Между нами, вампирами… - страница 4




Странно – Франсуа не ожесточился сердцем, не возненавидел отца за нелюбовь. Чувствовал, что тот к нему не совсем равнодушен, иначе не стал бы приглашать мастеров военного дела и лучших учителей для общего образования. Франсуа видел – отец сам страдает, и в душе давно его простил. Он бы и полюбил его, да не знал, как это делается.


Глядя на медальон с портретом матери, подумал: именно такой, одновременно святой и земной, он себе ее представлял…


– Последнее, что могу тебе сказать, сын. Если когда-нибудь встретишь девушку, которую полюбишь так, как я люблю твою маму, не раздумывая, подари ей вечность. Только сначала спроси – готова ли она ее с тобой разделить.

– Почему ты говоришь так, будто собрался… умереть?

– Я собрался.

– Это же невозможно!

– Возможно.

– Но мы, вампиры, не умираем по своей воле.


– Умираем. Ну… почти. Слушай внимательно, Франсуа. Не осуждай и не огорчайся. Попробуй понять. Когда ты родился, я потерял самое дорогое. Я обиделся на тебя, но нашел силы жить дальше. Выполнил свой отцовский долг, научил тебя тому, что необходимо. Всему остальному научит жизнь. С сегодняшнего дня считаешься взрослым. Я тебе больше не нужен, а жить бесцельно не могу. Ухожу в могилу по собственному желанию. Я давно готовился: не поддерживал силы свежей кровью, потому скоро войду в полумертвый транс. Похорони меня рядом с женой в каменной гробнице в родовом склепе и никогда не открывай. Это моя последняя воля. Обещаешь?


Решение отца поразило неожиданностью.  Показалось предательством, ударом в самое больное. Франсуа онемел. Несправедливо и жестоко, слишком эгоистично с его стороны. Пусть он не любил сына, не проявлял сочувствия, не проводил с ним время. Жили в одном замке, а виделись редко. Одна мысль утешала Франсуа: отец – единственный родной человек, который существовал рядом. Немного, но лучше, чем ничего. Теперь же он хочет лишить его последней опоры – своего присутствия.


Слезы мгновенно набухли и потекли живыми, горячими струями по щекам. Горло перехватило удавкой, не давая словам вырваться на свободу. Да, он мечтал поскорее стать взрослым. Да, стремился освободиться от детских обид. Да, хотел стать самостоятельным, вкусить нового опыта. Но не так внезапно! Без подготовки ума и сердца – страшно…

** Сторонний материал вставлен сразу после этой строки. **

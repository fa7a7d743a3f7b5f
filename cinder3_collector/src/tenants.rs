use std::{collections::HashMap, sync::Arc};

use cinder3_types::config::Credentials;
use observability_deps::tracing::{info, warn};
use parking_lot::RwLock;

use crate::{CloudProvider, Error, Result};

/// Mapping of tenant id to display name, as last listed by the identity service
pub type TenantMap = HashMap<String, String>;

/// The tenants visible to the configured credentials
///
/// A resolved map is replaced as a whole, readers always see one consistent listing.
#[derive(Debug)]
pub struct TenantDirectory {
    provider: Arc<dyn CloudProvider>,
    tenants: RwLock<Arc<TenantMap>>,
}

impl TenantDirectory {
    pub fn new(provider: Arc<dyn CloudProvider>) -> Self {
        Self {
            provider,
            tenants: Default::default(),
        }
    }

    /// List the tenants again and replace the cached map
    pub async fn resolve(&self, credentials: &Credentials) -> Result<Arc<TenantMap>> {
        let listed = self
            .provider
            .list_tenants(credentials)
            .await
            .map_err(Error::Directory)?;

        let mut tenants = TenantMap::with_capacity(listed.len());
        let mut names: HashMap<&str, &str> = HashMap::with_capacity(listed.len());
        for tenant in &listed {
            if let Some(previous) = names.insert(&tenant.name, &tenant.id) {
                warn!(
                    name = %tenant.name,
                    previous_id = previous,
                    id = %tenant.id,
                    "tenant display name is not unique, using the last listed tenant"
                );
                tenants.remove(previous);
            }
            tenants.insert(tenant.id.clone(), tenant.name.clone());
        }

        let tenants = Arc::new(tenants);
        *self.tenants.write() = Arc::clone(&tenants);
        info!(tenants = tenants.len(), "refreshed tenant directory");
        Ok(tenants)
    }

    /// The cached map, resolving it first only if it is empty
    pub async fn resolve_if_empty(&self, credentials: &Credentials) -> Result<Arc<TenantMap>> {
        let current = self.snapshot();
        if current.is_empty() {
            self.resolve(credentials).await
        } else {
            Ok(current)
        }
    }

    pub fn snapshot(&self) -> Arc<TenantMap> {
        Arc::clone(&self.tenants.read())
    }
}
//! Config for the tokio runtime the collector runs on.

use std::{
    num::NonZeroUsize,
    sync::{
        Arc,
        atomic::{AtomicUsize, Ordering},
    },
    time::Duration,
};

/// Tokio runtime type.
#[derive(Debug, Clone, Copy, Default, PartialEq, Eq, clap::ValueEnum)]
pub enum TokioRuntimeType {
    /// Current-thread runtime.
    CurrentThread,

    /// Multi-thread runtime.
    #[default]
    MultiThread,
}

/// CLI config for the tokio runtime.
#[derive(Debug, Clone, clap::Parser)]
#[allow(missing_copy_implementations)]
pub struct TokioRuntimeConfig {
    /// Set the maximum number of runtime threads to use.
    ///
    /// Defaults to the number of logical cores on the system.
    #[clap(long = "num-threads", env = "CINDER3_NUM_THREADS", action)]
    pub num_threads: Option<NonZeroUsize>,

    /// Tokio runtime type.
    #[clap(
        long = "runtime-type",
        env = "CINDER3_RUNTIME_TYPE",
        default_value_t = TokioRuntimeType::default(),
        value_enum,
        action
    )]
    pub runtime_type: TokioRuntimeType,

    /// Sets a custom timeout for a thread in the blocking pool of the runtime.
    #[clap(
        long = "runtime-thread-keep-alive",
        env = "CINDER3_RUNTIME_THREAD_KEEP_ALIVE",
        value_parser = humantime::parse_duration
    )]
    pub thread_keep_alive: Option<Duration>,
}

impl TokioRuntimeConfig {
    /// Creates the tokio runtime builder.
    pub fn builder(&self) -> Result<::tokio::runtime::Builder, std::io::Error> {
        // NOTE: no log macros will work here!
        //
        // That means use eprintln!() instead of error!() and so on. The log emitter
        // is initialised after the runtime is built.

        let mut builder = match self.runtime_type {
            TokioRuntimeType::CurrentThread => ::tokio::runtime::Builder::new_current_thread(),
            TokioRuntimeType::MultiThread => {
                let mut builder = ::tokio::runtime::Builder::new_multi_thread();
                let num_threads = match self.num_threads {
                    None => std::thread::available_parallelism()?,
                    Some(n) => n,
                };
                builder.worker_threads(num_threads.get());
                builder
            }
        };

        builder.enable_time();
        builder.enable_io();

        let thread_counter = Arc::new(AtomicUsize::new(1));
        builder.thread_name_fn(move || {
            format!(
                "Cinder Collector Tokio {}",
                thread_counter.fetch_add(1, Ordering::SeqCst)
            )
        });

        if let Some(x) = self.thread_keep_alive {
            builder.thread_keep_alive(x);
        }

        Ok(builder)
    }
}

Он смотрел на отца и молча шевелил губами, пытаясь выдавить из себя хоть один из тысячи вопросов, путавшихся в голове. Прекратил попытки, увидев в глазах Жерара смертельную тоску – в ответ на неспрошенное.


– Обещаю… – еле слышно прохрипел Франсуа.


Жерар надел цепь с портретом себе на шею и отвернулся к луне.


– Дальше пойдешь один. И не печалься, сын. У тебя все наладится. Нескоро, но наладится, знаю точно. Не бойся совершать ошибок. Это нормально. Кто в молодости не ошибался, тот не станет в старости мудрецом.


Слабо махнув рукой, Жерар дал понять, что закончил. Франсуа уходить не спешил. Он вглядывался в четко очерченный луной профиль, бесстрастный как всегда, и будто чего-то ожидал. Что отец пропросит, наконец, прощенья? Откроет тайны, которыми владел, объяснит причины незатухающей печали? Научит верно любить – как сам? Единственный раз обнимет – напоследок?


Не дождался.


Еле сдерживая обиду, выбежал из кабинета.


Больше Франсуа отца живым не видел.


Перед тем как задвинуть плиту гробницы, он еще раз на него взглянул. Жерар выглядел древним стариком, хотя не достиг и пятидесяти: желтая, высохшая кожа, заострившийся нос, провалившиеся глазницы, бесцветные губы. Франсуа на секунду подумал – отец действительно мертв. Потом засомневался. Потом – не все ли равно? Наклонился, поцеловал в лоб, не мраморно холодный, но чуть теплее. Это было их первое и последнее соприкосновение.